Paradoxalement, Colruyt assure "ne pas avoir mis en place un système d'entente sur les prix avec d'autres distributeurs et des fournisseurs".

En concluant une transaction avec l'auditorat de l'autorité belge de la concurrence, Delhaize et Colruyt reconnaissent avoir enfreint les règles de concurrence, indiquent les deux groupes dans des communiqués diffusés lundi.

Ces réactions font suite à l'annonce de l'auditorat d'avoir sanctionné 18 entreprises ayant participé à des hausses coordonnées des prix de vente de produits de droguerie, parfumerie et hygiène entre 2002 et 2007 en Belgique.
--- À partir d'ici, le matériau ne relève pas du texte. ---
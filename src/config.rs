use crate::error::ConfigError;
use crate::model::Fold;
use serde::{Deserialize, Serialize};
use std::fs;
use std::path::{Path, PathBuf};

/// Viewer configuration
#[derive(Serialize, Deserialize, Clone, Debug, PartialEq)]
pub struct Config {
    pub theme: ThemeConfig,
    pub panel: PanelConfig,
    pub book: BookConfig,
    #[serde(default)]
    pub fold: Fold,
}

/// Theme configuration
#[derive(Serialize, Deserialize, Clone, Debug, PartialEq)]
pub struct ThemeConfig {
    /// "dark" or "light"
    pub mode: String,
}

/// Panel layout configuration
#[derive(Serialize, Deserialize, Clone, Debug, PartialEq)]
pub struct PanelConfig {
    /// Width of the sidebar (in pixels)
    pub sidebar_width: f32,
}

/// Which book the viewer shows and where it pretends to serve it from
#[derive(Serialize, Deserialize, Clone, Debug, PartialEq)]
pub struct BookConfig {
    /// Origin pages are addressed under, e.g. "https://book.example.org/"
    pub base_url: String,
    /// Page opened on startup, relative to the book root
    pub start_page: String,
    /// Optional TOML table of contents replacing the built-in one
    #[serde(default, skip_serializing_if = "Option::is_none")]
    pub toc_file: Option<PathBuf>,
}

impl Default for Config {
    fn default() -> Self {
        Config {
            theme: ThemeConfig {
                mode: "dark".to_string(),
            },
            panel: PanelConfig {
                sidebar_width: 300.0,
            },
            book: BookConfig {
                base_url: "https://book.example.org/".to_string(),
                start_page: "".to_string(),
                toc_file: None,
            },
            fold: Fold::default(),
        }
    }
}

impl Config {
    /// Get the path to the config file
    pub fn config_path() -> Option<PathBuf> {
        directories::ProjectDirs::from("", "", "tocbox")
            .map(|dirs| dirs.config_dir().join("config.toml"))
    }

    /// Load configuration from file, or return defaults if it is missing or broken
    pub fn load() -> Self {
        let Some(path) = Self::config_path() else {
            return Config::default();
        };
        if !path.exists() {
            return Config::default();
        }
        Self::load_from(&path).unwrap_or_else(|e| {
            log::warn!("{e}; using default configuration");
            Config::default()
        })
    }

    pub fn load_from(path: &Path) -> Result<Self, ConfigError> {
        let contents = fs::read_to_string(path).map_err(|source| ConfigError::Io {
            path: path.to_path_buf(),
            source,
        })?;
        toml::from_str(&contents).map_err(|source| ConfigError::Parse {
            path: path.to_path_buf(),
            source,
        })
    }

    /// Save configuration to file
    pub fn save(&self) -> Result<(), ConfigError> {
        let path = Self::config_path().ok_or(ConfigError::NoConfigDir)?;
        self.save_to(&path)
    }

    pub fn save_to(&self, path: &Path) -> Result<(), ConfigError> {
        let io_err = |source: std::io::Error| ConfigError::Io {
            path: path.to_path_buf(),
            source,
        };
        if let Some(parent) = path.parent() {
            fs::create_dir_all(parent).map_err(io_err)?;
        }
        let contents = toml::to_string_pretty(self)?;
        fs::write(path, contents).map_err(io_err)
    }

    /// Create a default config file if it doesn't exist
    pub fn create_default() -> Result<(), ConfigError> {
        if let Some(path) = Self::config_path() {
            if !path.exists() {
                Config::default().save_to(&path)?;
            }
        }
        Ok(())
    }

    /// Prefix that turns book-relative links into links valid from `page`.
    pub fn path_to_root(page: &str) -> String {
        "../".repeat(page.matches('/').count())
    }

    /// Absolute address of a book-relative page.
    pub fn page_url(&self, page: &str) -> String {
        format!("{}/{}", self.book.base_url.trim_end_matches('/'), page)
    }

    pub fn dark_mode(&self) -> bool {
        self.theme.mode != "light"
    }
}
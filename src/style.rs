use eframe::egui;

#[derive(Clone, Copy, Debug, PartialEq)]
pub enum Theme {
    Light,
    Dark,
}

impl Theme {
    pub fn from_dark_mode(dark: bool) -> Self {
        if dark {
            Self::Dark
        } else {
            Self::Light
        }
    }

    pub fn apply(self, ctx: &egui::Context) {
        let visuals = match self {
            Self::Light => egui::Visuals::light(),
            Self::Dark => egui::Visuals::dark(),
        };
        ctx.set_visuals(visuals);
    }
}

// --- Sizing ---
pub const ROW_SPACING: f32 = 2.0;
pub const SECTION_INDENT: f32 = 16.0;

// --- Panel constraints ---
pub const SIDEBAR_MIN: f32 = 180.0;
pub const SIDEBAR_MAX: f32 = 500.0;

// --- Glyphs ---
pub const TOGGLE_EXPANDED: &str = "\u{23f7}";
pub const TOGGLE_COLLAPSED: &str = "\u{23f5}";

pub fn accent() -> egui::Color32 {
    egui::Color32::from_rgb(120, 180, 255)
}

/// Caption shown for an entry: section number followed by the label.
pub fn caption(number: Option<&str>, label: &str) -> String {
    match number {
        Some(number) => format!("{number} {label}"),
        None => label.to_string(),
    }
}
mod node;
mod tree;

pub use node::NavigationNode;
pub use tree::{Ancestors, Entry, EntryId, Fold, NavTree};
pub mod expansion;
pub mod session;

pub use expansion::ExpansionState;
pub use session::{persist_scroll, take_scroll, MemoryStore, SessionStore, SCROLL_KEY};
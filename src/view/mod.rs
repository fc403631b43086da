pub mod sidebar;

pub use sidebar::SidebarPanel;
Le groupe Colruyt annonce ne plus pouvoir maintenir ses prévisions de résultats pour l'exercice 2014-2015. Delhaize Belgium et le groupe Colruyt doivent payer respectivement 24,9 et 31,6 millions d'euros.

"Ce montant sera intégralement déduit du résultat net de l'exercice 2014/15. De ce fait, Colruyt Group n'est plus en mesure de maintenir ses prévisions selon lesquelles le résultat de l'exercice égalera ou dépassera légèrement celui du précédent", explique le groupe Colruyt dans un communiqué.

Paradoxalement, Colruyt assure "ne pas avoir mis en place un système d'entente sur les prix avec d'autres distributeurs et des fournisseurs". Et ajoute qu'il "a toujours honoré sa garantie des meilleurs prix". Selon lui, les procédures de contrôle internes n'étaient "pas aussi perfectionnées qu'aujourd'hui pour pouvoir garantir à 100% que des pressions externes n'ont pas pu influencer le fonctionnement autonome du secrétariat des prix".

"La transaction concerne l'organisation en Belgique de hausses coordonnées de prix de vente de produits de droguerie, parfumerie et hygiène", admet Delhaize dans son communiqué. Le groupe affirme avoir renforcé sa politique interne de conformité avec le droit de la concurrence, évoquant un marché "très concurrentiel".